A life in two steps
Any documentary about choreography has two hurdles to clear: it must focus narrowly enough on the world of dance to satisfy its core audience; but it also needs to be broad enough to pull in the average moviegoer.
Mr. Gaga, about the life and work of famed Israeli dancer and choreographer Ohad Naharin, manages the first but struggles with the second. Despite winning an audience award at the Sundance festival, this doc may have a hard time connecting with those outside its rarefied world.
One problem is that Naharin’s incredible dances are shown only in brief clips. We get to see a lot of his work, but never to sink into any one performance piece. Compare that with Wim Wenders’ 3D masterpiece Pina, or the more recent Flamenco Flamenco, which allowed viewers to watch a dance from start to finish.
The clips do provide evidence of Naharin’s impish humour, not always on display during rehearsals. One performance features a man performing a jerky motion that eventually turns out to be polishing a machine gun. In another, an audience member called up on stage to perform turns out to have been planted there. (This subterfuge may also explain why Naharin describes his early life and then recants on several key details.)
His biography includes early years spent on a kibbutz; working as an entertainer in the army during the 1973 Arab-Israeli War; a spell in New York, during which he met and married Mari Kajiwara; and his return to Israel, where he clashed with government censors when they demanded he use more modest clothing for a performance celebrating the country’s 50th anniversary.

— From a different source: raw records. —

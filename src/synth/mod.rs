//! Software synthesis backend: FM voices, one-shot notes, shared low-pass.

pub mod envelope;
pub mod fm;
pub mod ramp;
pub mod util;

pub use fm::FmSynth;

/// Errors returned by synth primitives.
#[derive(Debug, Clone, Copy, PartialEq, Eq)]
pub enum SynthError {
    /// Sample rate is non-finite or not positive.
    InvalidSampleRate,
    /// Backend has not been started, or was shut down.
    NotReady,
    /// Command addressed a slot outside the voice pool.
    UnknownSlot { slot: usize, slots: usize },
}

impl std::fmt::Display for SynthError {
    fn fmt(&self, f: &mut std::fmt::Formatter<'_>) -> std::fmt::Result {
        match self {
            SynthError::InvalidSampleRate => write!(f, "invalid sample rate"),
            SynthError::NotReady => write!(f, "synth backend not ready"),
            SynthError::UnknownSlot { slot, slots } => {
                write!(f, "voice slot {slot} out of range (pool of {slots})")
            }
        }
    }
}

impl std::error::Error for SynthError {}
use std::cmp::Ordering;
use std::collections::BinaryHeap;

use crate::core::timebase::Millis;

#[derive(Debug)]
struct Scheduled<T> {
    due_ms: Millis,
    seq: u64,
    task: T,
}

impl<T> PartialEq for Scheduled<T> {
    fn eq(&self, other: &Self) -> bool {
        self.cmp(other) == Ordering::Equal
    }
}

impl<T> Eq for Scheduled<T> {}

impl<T> PartialOrd for Scheduled<T> {
    fn partial_cmp(&self, other: &Self) -> Option<Ordering> {
        Some(self.cmp(other))
    }
}

impl<T> Ord for Scheduled<T> {
    // Reversed so the max-heap pops the earliest deadline, FIFO on ties.
    fn cmp(&self, other: &Self) -> Ordering {
        other
            .due_ms
            .total_cmp(&self.due_ms)
            .then_with(|| other.seq.cmp(&self.seq))
    }
}

/// Deadline-ordered queue of deferred work, pumped by the tick loop.
/// Nothing here blocks; tasks simply become poppable once due.
#[derive(Debug)]
pub struct DelayQueue<T> {
    heap: BinaryHeap<Scheduled<T>>,
    next_seq: u64,
}

impl<T> Default for DelayQueue<T> {
    fn default() -> Self {
        Self {
            heap: BinaryHeap::new(),
            next_seq: 0,
        }
    }
}

impl<T> DelayQueue<T> {
    pub fn new() -> Self {
        Self::default()
    }

    pub fn schedule(&mut self, due_ms: Millis, task: T) {
        let seq = self.next_seq;
        self.next_seq += 1;
        self.heap.push(Scheduled { due_ms, seq, task });
    }

    pub fn pop_due(&mut self, now_ms: Millis) -> Option<T> {
        if self.heap.peek()?.due_ms > now_ms {
            return None;
        }
        self.heap.pop().map(|s| s.task)
    }

    pub fn next_due(&self) -> Option<Millis> {
        self.heap.peek().map(|s| s.due_ms)
    }

    pub fn len(&self) -> usize {
        self.heap.len()
    }

    pub fn is_empty(&self) -> bool {
        self.heap.is_empty()
    }

    pub fn iter(&self) -> impl Iterator<Item = &T> {
        self.heap.iter().map(|s| &s.task)
    }
}
use std::path::PathBuf;
use std::sync::Arc;
use std::thread::JoinHandle;

use crossbeam_channel::Receiver;
use hound::{SampleFormat, WavSpec, WavWriter};
use tracing::debug;

pub const CHANNELS: u16 = 2;

/// Drains interleaved stereo blocks from `rx` into a 16-bit WAV file until
/// every sender is dropped.
pub struct WavOutput;

impl WavOutput {
    pub fn run(
        rx: Receiver<Arc<[f32]>>,
        path: PathBuf,
        sample_rate: u32,
    ) -> JoinHandle<Result<u64, hound::Error>> {
        std::thread::spawn(move || {
            let spec = WavSpec {
                channels: CHANNELS,
                sample_rate,
                bits_per_sample: 16,
                sample_format: SampleFormat::Int,
            };
            let mut writer = WavWriter::create(&path, spec)?;
            let mut written = 0u64;

            while let Ok(samples) = rx.recv() {
                for &s in samples.iter() {
                    let v = (s.clamp(-1.0, 1.0) * i16::MAX as f32) as i16;
                    writer.write_sample(v)?;
                }
                written += samples.len() as u64;
            }

            writer.finalize()?;
            debug!("Wrote {} frames to {}", written / CHANNELS as u64, path.display());
            Ok(written / CHANNELS as u64)
        })
    }
}
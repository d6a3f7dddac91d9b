//! Linear ADSR envelope, advanced per sample.

#[derive(Debug, Clone, Copy, PartialEq)]
pub struct AdsrParams {
    pub attack_sec: f32,
    pub decay_sec: f32,
    pub sustain: f32,
    pub release_sec: f32,
}

impl AdsrParams {
    /// Slow-breathing pad used by particle voices.
    pub const VOICE: AdsrParams = AdsrParams {
        attack_sec: 0.4,
        decay_sec: 0.2,
        sustain: 0.7,
        release_sec: 1.2,
    };
    pub const SPAWN_BLIP: AdsrParams = AdsrParams {
        attack_sec: 0.05,
        decay_sec: 0.3,
        sustain: 0.0,
        release_sec: 0.2,
    };
    pub const CONVERGE_NOTE: AdsrParams = AdsrParams {
        attack_sec: 0.02,
        decay_sec: 0.4,
        sustain: 0.1,
        release_sec: 0.8,
    };
}

#[derive(Debug, Clone, Copy, PartialEq, Eq)]
pub enum Stage {
    Idle,
    Attack,
    Decay,
    Sustain,
    Release,
}

#[derive(Debug, Clone, Copy)]
pub struct Adsr {
    params: AdsrParams,
    stage: Stage,
    level: f32,
    attack_step: f32,
    decay_step: f32,
    release_step: f32,
}

impl Adsr {
    pub fn new(params: AdsrParams, fs: f32) -> Self {
        let per_sample = |sec: f32| {
            let n = (sec * fs).max(1.0);
            1.0 / n
        };
        let sustain = params.sustain.clamp(0.0, 1.0);
        Self {
            params: AdsrParams { sustain, ..params },
            stage: Stage::Idle,
            level: 0.0,
            attack_step: per_sample(params.attack_sec),
            decay_step: (1.0 - sustain) * per_sample(params.decay_sec),
            release_step: 0.0,
        }
    }

    pub fn stage(&self) -> Stage {
        self.stage
    }

    pub fn level(&self) -> f32 {
        self.level
    }

    pub fn is_idle(&self) -> bool {
        self.stage == Stage::Idle
    }

    /// Start (or restart) from the current level, so retriggers do not click.
    pub fn gate_on(&mut self) {
        self.stage = Stage::Attack;
    }

    /// Fade to silence over the release time, from wherever the level is.
    pub fn gate_off(&mut self, fs: f32) {
        if self.stage == Stage::Idle {
            return;
        }
        let n = (self.params.release_sec * fs).max(1.0);
        self.release_step = self.level / n;
        self.stage = Stage::Release;
    }

    pub fn reset(&mut self) {
        self.stage = Stage::Idle;
        self.level = 0.0;
    }

    #[inline]
    pub fn tick(&mut self) -> f32 {
        match self.stage {
            Stage::Idle => {}
            Stage::Attack => {
                self.level += self.attack_step;
                if self.level >= 1.0 {
                    self.level = 1.0;
                    self.stage = Stage::Decay;
                }
            }
            Stage::Decay => {
                self.level -= self.decay_step;
                if self.level <= self.params.sustain {
                    self.level = self.params.sustain;
                    self.stage = Stage::Sustain;
                }
            }
            Stage::Sustain => {}
            Stage::Release => {
                self.level -= self.release_step;
                if self.level <= 0.0 || self.release_step <= 0.0 {
                    self.reset();
                }
            }
        }
        self.level
    }
}
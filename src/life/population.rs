use std::f64::consts::TAU;

use rand::Rng;
use tracing::debug;

use super::particle::{
    DeathReason, Particle, ParticleId, ParticleSnapshot, PhysicsParams, StepContext,
};

/// Hard cap on live particles.
pub const MAX_PARTICLES: usize = 60;
/// Spawns are scattered uniformly in angle within this radius of the request.
pub const SPAWN_JITTER_RADIUS: f64 = 20.0;

/// A particle removed during the last tick.
#[derive(Debug, Clone, Copy, PartialEq)]
pub struct Departure {
    pub id: ParticleId,
    pub reason: DeathReason,
    pub sonified: bool,
}

/// Sole owner of every particle. Iteration order is spawn order.
#[derive(Debug)]
pub struct Population {
    particles: Vec<Particle>,
    capacity: usize,
    next_id: ParticleId,
}

impl Default for Population {
    fn default() -> Self {
        Self::new()
    }
}

impl Population {
    pub fn new() -> Self {
        Self::with_capacity(MAX_PARTICLES)
    }

    pub fn with_capacity(capacity: usize) -> Self {
        Self {
            particles: Vec::with_capacity(capacity),
            capacity,
            next_id: 0,
        }
    }

    pub fn len(&self) -> usize {
        self.particles.len()
    }

    pub fn is_empty(&self) -> bool {
        self.particles.is_empty()
    }

    pub fn capacity(&self) -> usize {
        self.capacity
    }

    pub fn remaining(&self) -> usize {
        self.capacity.saturating_sub(self.particles.len())
    }

    pub fn iter(&self) -> impl Iterator<Item = &Particle> {
        self.particles.iter()
    }

    pub fn iter_mut(&mut self) -> impl Iterator<Item = &mut Particle> {
        self.particles.iter_mut()
    }

    pub fn get(&self, id: ParticleId) -> Option<&Particle> {
        self.particles.iter().find(|p| p.id() == id)
    }

    fn allocate_id(&mut self) -> ParticleId {
        let id = self.next_id;
        self.next_id += 1;
        id
    }

    /// Spawn up to `count` particles around `(cx, cy)`, clamped to the
    /// remaining capacity. Returns the ids actually created.
    pub fn spawn<R: Rng + ?Sized>(
        &mut self,
        cx: f64,
        cy: f64,
        count: usize,
        physics: &PhysicsParams,
        rng: &mut R,
    ) -> Vec<ParticleId> {
        let to_spawn = count.min(self.remaining());
        let mut ids = Vec::with_capacity(to_spawn);
        for _ in 0..to_spawn {
            let angle = rng.random::<f64>() * TAU;
            let radius = rng.random::<f64>() * SPAWN_JITTER_RADIUS;
            let x = cx + angle.cos() * radius;
            let y = cy + angle.sin() * radius;
            let id = self.allocate_id();
            self.particles.push(Particle::new(id, x, y, physics, rng));
            ids.push(id);
        }
        ids
    }

    /// Spawn one particle exactly at `(x, y)`, without jitter.
    pub fn spawn_exact<R: Rng + ?Sized>(
        &mut self,
        x: f64,
        y: f64,
        physics: &PhysicsParams,
        rng: &mut R,
    ) -> Option<ParticleId> {
        if self.remaining() == 0 {
            return None;
        }
        let id = self.allocate_id();
        self.particles.push(Particle::new(id, x, y, physics, rng));
        Some(id)
    }

    /// Advance every particle, drop the ones that died this tick and report them.
    /// Survivors keep their relative order.
    pub fn tick<R: Rng + ?Sized>(
        &mut self,
        ctx: &StepContext<'_>,
        rng: &mut R,
    ) -> Vec<Departure> {
        let mut departed = Vec::new();
        self.particles.retain_mut(|p| {
            if p.update(ctx, rng) {
                return true;
            }
            departed.push(Departure {
                id: p.id(),
                reason: p.death_reason().unwrap_or(DeathReason::Expired),
                sonified: p.is_sonified(),
            });
            false
        });

        if !departed.is_empty() {
            debug!(
                "Culled {} particles. Remaining: {}",
                departed.len(),
                self.particles.len()
            );
        }
        departed
    }

    /// Lowest raw loss among live particles.
    pub fn min_loss(&self) -> Option<f64> {
        self.particles
            .iter()
            .map(|p| p.current_loss())
            .min_by(|a, b| a.total_cmp(b))
    }

    pub fn snapshots(&self) -> Vec<ParticleSnapshot> {
        self.particles.iter().map(Particle::snapshot).collect()
    }

    /// Drop every particle and restart ids from zero.
    pub fn clear(&mut self) {
        self.particles.clear();
        self.next_id = 0;
    }
}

Along the way he even developed his own dance style, called Gaga, with an emphasis on personal interpretation of the music rather than formal technique. (Perhaps not surprisingly, Naharin didn’t begin formal training himself until the age of 22.) Director Tomer Heymann shows some startling examples of the results; I just wish we could see more of them, and in greater length. ∂∂½
Mr. Gaga tells the story of famed Israeli dancer and choreographer Ohad Naharin.